« Jalousies » : Clément Davout à la galerie Laure Roynette

Diplômé de l’école supérieure d’art et média de Caen en 2017, Clément Davout est invité par la galerie Laure Roynette à sa première exposition personnelle. La série présentée est un ensemble de peintures à l’huile à tendance monochromatique, prenant la flore pour sujet de prédilection. Recomposées d’après photographies, les images ont cette patine un peu rétro et instantanée du polaroïd, nom d’un matériau polarisant la lumière qui le traverse avant d’être une marque.
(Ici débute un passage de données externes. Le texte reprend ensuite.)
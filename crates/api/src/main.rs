//! Hospital LOS Prediction API - Main Entry Point

use api::{init_logging, run_server, Settings};
use tracing::info;

#[tokio::main]
async fn main() -> anyhow::Result<()> {
    init_logging();

    info!("=== Hospital LOS Pipeline v{} ===", env!("CARGO_PKG_VERSION"));

    let settings = Settings::load()?;
    info!(bind_addr = %settings.bind_addr, assets_dir = %settings.assets_dir, "starting");

    run_server(&settings).await?;

    Ok(())
}
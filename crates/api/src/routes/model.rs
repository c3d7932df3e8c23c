//! Model Info Route

use axum::{
    extract::State,
    http::StatusCode,
    response::{IntoResponse, Response},
    Json,
};
use serde_json::json;
use std::sync::Arc;
use tokio::sync::RwLock;

use crate::AppState;
use admission_record::columns;

/// Return information about the loaded model and its schema
pub async fn model_info(State(state): State<Arc<RwLock<AppState>>>) -> Response {
    let state = state.read().await;

    let Some(pipeline) = state.pipeline.as_ref() else {
        return (
            StatusCode::SERVICE_UNAVAILABLE,
            Json(json!({ "error": "Model not loaded" })),
        )
            .into_response();
    };

    let schema = pipeline.encoder.schema();
    let mut feature_columns: Vec<String> = schema.columns().iter().take(15).cloned().collect();
    if schema.len() > 15 {
        feature_columns.push("...".to_string());
    }

    Json(json!({
        "input_features": columns::REQUIRED.len(),
        "encoded_features": schema.len(),
        "model_type": pipeline.model.kind(),
        "feature_columns": feature_columns,
        "mdc_mappings": pipeline.encoder.tables().mdc_entries(),
        "severity_mappings": pipeline.encoder.tables().severity_entries(),
    }))
    .into_response()
}
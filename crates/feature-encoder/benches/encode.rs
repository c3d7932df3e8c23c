//! Encoder hot path benchmark

use admission_record::AdmissionRecord;
use criterion::{criterion_group, criterion_main, Criterion};
use feature_encoder::{FeatureEncoder, LookupTables, TargetSchema};
use std::collections::HashMap;

fn production_sized_encoder() -> FeatureEncoder {
    // Schema shaped like the trained model: mostly indicator columns plus
    // the four numeric features.
    let mut columns: Vec<String> = (0..250).map(|i| format!("Facility Name_F{i}")).collect();
    for level in ["0-17", "18-29", "30-49", "50-69", "70+"] {
        columns.push(format!("Age Group_{level}"));
    }
    columns.push("Gender_F".to_string());
    columns.push("Gender_M".to_string());
    columns.push("APR MDC Code".to_string());
    columns.push("APR Severity of Illness Code".to_string());
    columns.push("LOS_per_MDC".to_string());
    columns.push("LOS_per_severity".to_string());

    let tables = LookupTables::new(
        (0..26).map(|c| (c, 3.0 + c as f64 * 0.25)).collect::<HashMap<_, _>>(),
        (1..=4).map(|c| (c, 2.0 * c as f64)).collect::<HashMap<_, _>>(),
    );
    FeatureEncoder::new(TargetSchema::new(columns), tables)
}

fn bench_encode(c: &mut Criterion) {
    let encoder = production_sized_encoder();
    let record = AdmissionRecord {
        hospital_county: "Albany".into(),
        facility_name: "F42".into(),
        age_group: "70+".into(),
        gender: "F".into(),
        race: "White".into(),
        ethnicity: "Not Span/Hispanic".into(),
        type_of_admission: "Emergency".into(),
        patient_disposition: "Home or Self Care".into(),
        mdc_description: "Burns".into(),
        severity_code: 4,
        medical_surgical: "Medical".into(),
        payment_typology: "Medicare".into(),
        ed_indicator: "Y".into(),
    };

    c.bench_function("encode_admission_record", |b| {
        b.iter(|| encoder.encode(&record).unwrap())
    });
}

criterion_group!(benches, bench_encode);
criterion_main!(benches);
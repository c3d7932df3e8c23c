//! Admission Record Validation
//!
//! Enforces the caller-side contract: all required attributes present and
//! non-empty, severity code inside its documented range. Records that fail
//! here never reach the feature encoder.

mod error;
mod validator;

pub use error::ValidationError;
pub use validator::{ValidationConfig, ValidationResult, Validator};
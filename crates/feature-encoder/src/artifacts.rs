//! Training Artifact Loading
//!
//! The target schema and median-LOS tables are produced offline during
//! training and shipped as JSON files. Loaded once at startup, immutable
//! afterwards.

use crate::encoder::FeatureEncoder;
use crate::schema::{TargetSchema, TRAINED_FEATURE_COUNT};
use crate::tables::LookupTables;
use serde::de::DeserializeOwned;
use std::collections::HashMap;
use std::path::{Path, PathBuf};
use thiserror::Error;
use tracing::{info, warn};

/// Target schema file: ordered JSON array of feature column names
pub const FEATURE_NAMES_FILE: &str = "feature_names.json";
/// MDC median-LOS table: JSON object, MDC code -> median LOS
pub const MDC_MEDIAN_LOS_FILE: &str = "mdc_median_los.json";
/// Severity median-LOS table: JSON object, severity code -> median LOS
pub const SEVERITY_MEDIAN_LOS_FILE: &str = "severity_median_los.json";

/// Errors while loading training artifacts
#[derive(Debug, Error)]
pub enum ArtifactError {
    #[error("Failed to read {path}: {source}")]
    Io {
        path: PathBuf,
        source: std::io::Error,
    },
    #[error("Failed to parse {path}: {source}")]
    Parse {
        path: PathBuf,
        source: serde_json::Error,
    },
    #[error("Non-numeric code {key:?} in {path}")]
    BadKey { path: PathBuf, key: String },
}

fn load_json<T: DeserializeOwned>(path: &Path) -> Result<T, ArtifactError> {
    let raw = std::fs::read_to_string(path).map_err(|source| ArtifactError::Io {
        path: path.to_path_buf(),
        source,
    })?;
    serde_json::from_str(&raw).map_err(|source| ArtifactError::Parse {
        path: path.to_path_buf(),
        source,
    })
}

/// JSON object keys are strings; table codes are integers.
fn parse_table(path: &Path, raw: HashMap<String, f64>) -> Result<HashMap<i64, f64>, ArtifactError> {
    raw.into_iter()
        .map(|(key, value)| {
            key.parse::<i64>()
                .map(|code| (code, value))
                .map_err(|_| ArtifactError::BadKey {
                    path: path.to_path_buf(),
                    key,
                })
        })
        .collect()
}

/// Load the target schema and lookup tables from an artifact directory and
/// assemble the encoder.
pub fn load_artifacts(dir: &Path) -> Result<FeatureEncoder, ArtifactError> {
    let names_path = dir.join(FEATURE_NAMES_FILE);
    let columns: Vec<String> = load_json(&names_path)?;
    if columns.len() != TRAINED_FEATURE_COUNT {
        warn!(
            loaded = columns.len(),
            expected = TRAINED_FEATURE_COUNT,
            "target schema width differs from the production model"
        );
    }

    let mdc_path = dir.join(MDC_MEDIAN_LOS_FILE);
    let los_per_mdc = parse_table(&mdc_path, load_json(&mdc_path)?)?;

    let severity_path = dir.join(SEVERITY_MEDIAN_LOS_FILE);
    let los_per_severity = parse_table(&severity_path, load_json(&severity_path)?)?;

    let tables = LookupTables::new(los_per_mdc, los_per_severity);
    info!(
        columns = columns.len(),
        mdc_entries = tables.mdc_entries(),
        severity_entries = tables.severity_entries(),
        "training artifacts loaded"
    );

    Ok(FeatureEncoder::new(TargetSchema::new(columns), tables))
}

#[cfg(test)]
mod tests {
    use super::*;

    fn write_artifacts(dir: &Path) {
        std::fs::write(
            dir.join(FEATURE_NAMES_FILE),
            r#"["Age Group_70+", "APR MDC Code", "LOS_per_MDC", "LOS_per_severity"]"#,
        )
        .unwrap();
        std::fs::write(dir.join(MDC_MEDIAN_LOS_FILE), r#"{"5": 4.0, "22": 9.0}"#).unwrap();
        std::fs::write(dir.join(SEVERITY_MEDIAN_LOS_FILE), r#"{"1": 2.0, "4": 7.0}"#).unwrap();
    }

    #[test]
    fn test_load_round_trip() {
        let dir = std::env::temp_dir().join("los-artifacts-ok");
        std::fs::create_dir_all(&dir).unwrap();
        write_artifacts(&dir);

        let encoder = load_artifacts(&dir).unwrap();
        assert_eq!(encoder.schema().len(), 4);
        assert_eq!(encoder.tables().mdc_median_los(22), Some(9.0));
        assert_eq!(encoder.tables().severity_median_los(4), Some(7.0));
    }

    #[test]
    fn test_missing_file_is_io_error() {
        let dir = std::env::temp_dir().join("los-artifacts-missing");
        std::fs::create_dir_all(&dir).unwrap();
        let _ = std::fs::remove_file(dir.join(FEATURE_NAMES_FILE));

        let err = load_artifacts(&dir).unwrap_err();
        assert!(matches!(err, ArtifactError::Io { .. }));
    }

    #[test]
    fn test_non_numeric_code_rejected() {
        let dir = std::env::temp_dir().join("los-artifacts-badkey");
        std::fs::create_dir_all(&dir).unwrap();
        write_artifacts(&dir);
        std::fs::write(dir.join(MDC_MEDIAN_LOS_FILE), r#"{"not-a-code": 4.0}"#).unwrap();

        let err = load_artifacts(&dir).unwrap_err();
        assert!(matches!(err, ArtifactError::BadKey { key, .. } if key == "not-a-code"));
    }
}
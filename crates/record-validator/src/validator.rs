//! Record Validator

use crate::error::ValidationError;
use admission_record::{columns, AdmissionRecord};
use serde::{Deserialize, Serialize};
use tracing::debug;

/// Validation configuration
#[derive(Debug, Clone, Serialize, Deserialize)]
pub struct ValidationConfig {
    /// Severity of illness code valid range (0 = unknown severity in the
    /// source dataset, 4 = extreme)
    pub severity_range: (i64, i64),
}

impl Default for ValidationConfig {
    fn default() -> Self {
        Self {
            severity_range: (0, 4),
        }
    }
}

/// Result of validating one record
#[derive(Debug, Clone)]
pub struct ValidationResult {
    /// Whether the record passed all checks
    pub valid: bool,
    /// List of validation errors
    pub errors: Vec<ValidationError>,
    /// Number of attributes checked
    pub fields_checked: usize,
}

impl ValidationResult {
    /// Create a valid result
    pub fn valid(fields_checked: usize) -> Self {
        Self {
            valid: true,
            errors: Vec::new(),
            fields_checked,
        }
    }

    /// Create an invalid result with errors
    pub fn invalid(errors: Vec<ValidationError>, fields_checked: usize) -> Self {
        Self {
            valid: false,
            errors,
            fields_checked,
        }
    }

    /// Attribute names of all failed checks
    pub fn missing_attributes(&self) -> Vec<&'static str> {
        self.errors.iter().map(|e| e.attribute()).collect()
    }
}

/// Validator for admission records
pub struct Validator {
    config: ValidationConfig,
}

impl Validator {
    /// Create a new validator with given config
    pub fn new(config: ValidationConfig) -> Self {
        Self { config }
    }

    /// Validate a single categorical attribute for presence
    pub fn validate_present(
        &self,
        field: &'static str,
        value: &str,
    ) -> Result<(), ValidationError> {
        if value.trim().is_empty() {
            Err(ValidationError::MissingAttribute(field))
        } else {
            Ok(())
        }
    }

    /// Validate the severity of illness code
    pub fn validate_severity(&self, code: i64) -> Result<(), ValidationError> {
        let (min, max) = self.config.severity_range;
        if code < min || code > max {
            Err(ValidationError::OutOfRange {
                field: columns::SEVERITY_CODE,
                value: code,
                min,
                max,
            })
        } else {
            Ok(())
        }
    }

    /// Validate a full record: all 13 attributes checked, every failure
    /// collected so the caller can report them together.
    pub fn validate(&self, record: &AdmissionRecord) -> ValidationResult {
        let mut errors = Vec::new();
        let mut checked = 0;

        for (field, value) in record.categorical_levels() {
            checked += 1;
            if let Err(e) = self.validate_present(field, value) {
                errors.push(e);
            }
        }

        checked += 1;
        if let Err(e) = self.validate_severity(record.severity_code) {
            errors.push(e);
        }

        if errors.is_empty() {
            ValidationResult::valid(checked)
        } else {
            debug!(
                failed = errors.len(),
                checked, "record failed validation"
            );
            ValidationResult::invalid(errors, checked)
        }
    }
}

impl Default for Validator {
    fn default() -> Self {
        Self::new(ValidationConfig::default())
    }
}

#[cfg(test)]
mod tests {
    use super::*;

    fn sample_record() -> AdmissionRecord {
        AdmissionRecord {
            hospital_county: "Albany".into(),
            facility_name: "Albany Medical Center Hospital".into(),
            age_group: "50-69".into(),
            gender: "M".into(),
            race: "White".into(),
            ethnicity: "Not Span/Hispanic".into(),
            type_of_admission: "Emergency".into(),
            patient_disposition: "Home or Self Care".into(),
            mdc_description: "Diseases and Disorders of the Circulatory System".into(),
            severity_code: 2,
            medical_surgical: "Medical".into(),
            payment_typology: "Medicare".into(),
            ed_indicator: "Y".into(),
        }
    }

    #[test]
    fn test_valid_record() {
        let validator = Validator::default();
        let result = validator.validate(&sample_record());
        assert!(result.valid);
        assert_eq!(result.fields_checked, 13);
    }

    #[test]
    fn test_empty_attribute_rejected() {
        let validator = Validator::default();
        let mut record = sample_record();
        record.age_group = String::new();
        record.gender = "   ".into();

        let result = validator.validate(&record);
        assert!(!result.valid);
        let missing = result.missing_attributes();
        assert!(missing.contains(&columns::AGE_GROUP));
        assert!(missing.contains(&columns::GENDER));
        assert_eq!(result.errors.len(), 2);
    }

    #[test]
    fn test_severity_range() {
        let validator = Validator::default();
        assert!(validator.validate_severity(0).is_ok());
        assert!(validator.validate_severity(4).is_ok());
        assert!(validator.validate_severity(-1).is_err());
        assert!(validator.validate_severity(5).is_err());
    }

    #[test]
    fn test_severity_out_of_range_reported() {
        let validator = Validator::default();
        let mut record = sample_record();
        record.severity_code = 9;

        let result = validator.validate(&record);
        assert!(!result.valid);
        assert!(matches!(
            result.errors[0],
            ValidationError::OutOfRange { value: 9, .. }
        ));
    }
}
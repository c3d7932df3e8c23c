//! Route Handlers

pub mod model;
pub mod predict;
pub mod predictions;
Ce travail sur l’image engendre un environnement magnétique et ouaté.

Le biotope des plantes est assourdi par une impression de pellicules superposées. En d’autres termes, la végétation est toujours observée à travers le prisme d’un voile, d’une vitre, d’une buée… Dès lors, les ramures, plus ou moins effacées, sont empreintes d’une mélancolie condensée par un temps trop lourd, une émotion trop forte, une scène trop intense. « Objets inanimés, avez-vous une âme ? » (demande le poète Lamartine) : oh oui.

La flore de Clément Davout n’a rien de la symbolique médiévale du jardin des délices, pas plus que de la composition savante de la nature morte du XVIIème siècle. Ces efflorescences cotonneuses sont davantage des « objets paysage » selon le mot de l’artiste. En tant que telles, elles contiennent une forte narrativité.

L’atmosphère un peu étouffée créée par cette frondaison d’intérieur, conjure une scène plus ou moins dramatique. C’est que le titre de l’exposition n’est pas anodin : « Jalousies » est une référence au roman d’Alain Robbe-Grillet, La Jalousie, qui évoque un triangle amoureux. Le principe du désir mimétique, longuement analysé par René Girard, est celui d’un désir convoqué par rapport à un tiers : A aime B qui aime C. Ou A aime C à travers B. Le prisme du désir peut donc être celui d’un objet qui ne permet que partiellement au regard de posséder l’être aimé.

« Jalousie » est ainsi entendu dans son second sens : c’est la persienne, le store, le treillis piqué de petites ouvertures aguichantes pour l’oeil. C’est cette pulsion scopique dont parle Freud qui pousse à épier l’amant.e à travers le moucharabieh. Clément Davout ne peint donc pas que des plantes : il peint aussi la relation humaine, le rapport à l’autre. La tranquillité apparente de cette verdure en est d’autant plus inquiétante.

On se rappelle que la jalousie est définie comme « un monstre engendré de lui-même » par Shakespeare dans Othello. L’expression « découvrir le pot aux roses » est ainsi plus qu’approprié en regard des oeuvres de Clément Davout. Elle signifierait à l’origine le billet doux laissé par l’amant sous le pot, le secret bien gardé du fard utilisé par les femmes, ou la passion destructrice qui sommeille en chacun. Bref, le pot aux roses de Clément Davout cache bien quelque chose.